Federal Judge Rules Florida Abortion Protest Law Violates Free Speech

A city law requiring abortion protesters to obey a 20-foot buffer zone violates free-speech rights, according to a federal judge.

U.S. District Judge Donald Middlebrooks has ruled that the ordinance is too strict.

"Freedom of speech is rarely an issue when everyone agrees," Middlebrooks wrote. "Perhaps more than at any other place and any other time, in cases such as this, speech guaranteed by the First Amendment must be protected."

A related law prohibiting "unnecessary noise" and "amplified sound" within 100 feet of such facilities can be enforced, Middlebrooks said.
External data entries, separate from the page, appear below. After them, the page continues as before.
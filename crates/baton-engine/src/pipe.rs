//! # Value Pipes
//!
//! A [`Pipe`] is a reusable composition of operations that threads a single
//! value: each operation receives the previous output as its only argument,
//! and the final output is returned to the caller.
//!
//! Pipes keep no state between runs and no history; they are the lightweight
//! sibling of [`Orchestrator::run_sequence`](crate::Orchestrator::run_sequence)
//! for pure value transformation chains.

use crate::error::EngineError;
use crate::operation::Operation;
use serde_json::Value;
use std::sync::Arc;
use tracing::{debug, warn};

/// Reusable chain of operations threading one value.
///
/// ```rust
/// use baton_engine::{OpError, Pipe};
/// use serde_json::{json, Value};
///
/// async fn add_one(args: Vec<Value>) -> Result<Value, OpError> {
///     let n = args.first().and_then(Value::as_i64).unwrap_or(0);
///     Ok(json!(n + 1))
/// }
///
/// #[tokio::main]
/// async fn main() -> Result<(), baton_engine::EngineError> {
///     let pipe = Pipe::new()
///         .then(baton_engine::op!(add_one))
///         .then(baton_engine::op!(add_one));
///
///     assert_eq!(pipe.run(json!(40)).await?, json!(42));
///     // Pipes are reusable.
///     assert_eq!(pipe.run(json!(0)).await?, json!(2));
///     Ok(())
/// }
/// ```
#[derive(Default)]
pub struct Pipe {
    ops: Vec<Arc<dyn Operation>>,
}

impl Pipe {
    /// Empty pipe. Running it returns the initial value unchanged.
    pub fn new() -> Self {
        Self::default()
    }

    /// Appends an operation to the chain.
    pub fn then(mut self, operation: impl Operation + 'static) -> Self {
        self.ops.push(Arc::new(operation));
        self
    }

    /// Number of operations in the chain.
    pub fn len(&self) -> usize {
        self.ops.len()
    }

    /// Whether the chain is empty.
    pub fn is_empty(&self) -> bool {
        self.ops.is_empty()
    }

    /// Threads `initial` through every operation in order and returns the
    /// final value. Aborts on the first failure, carrying the operation's
    /// original error.
    pub async fn run(&self, initial: Value) -> Result<Value, EngineError> {
        let mut value = initial;
        for op in &self.ops {
            value = match op.call(vec![value]).await {
                Ok(next) => next,
                Err(source) => {
                    warn!(op = %op.name(), error = %source, "Pipe stage failed");
                    return Err(EngineError::OperationFailed {
                        name: op.name().to_string(),
                        source,
                    });
                }
            };
            debug!(op = %op.name(), result = %value, "Pipe stage");
        }
        Ok(value)
    }
}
The law was passed in October.

Michael DePrimo, is an attorney for three women who regularly protest outside the Presidential Women's Center.

"It appears in this case you had Mayor Lois Frankel working hand-in-hand with abortion clinic director Mona Reis," DePrimo said. "And the ordinance was designed to suppress the speech of pro-life demonstrations."

He said the city could be liable for attorneys' fees, which amount to about $40,000 so far.

"Unless my lawyer tells me the fat lady has sung, it's not over," Frankel said.

Clinic director Reis said she hopes a new law can be adopted.

"Needless to say, we're disappointed," she said. "We will continue to do whatever we can do to ensure a safe environment for our patients with dignity."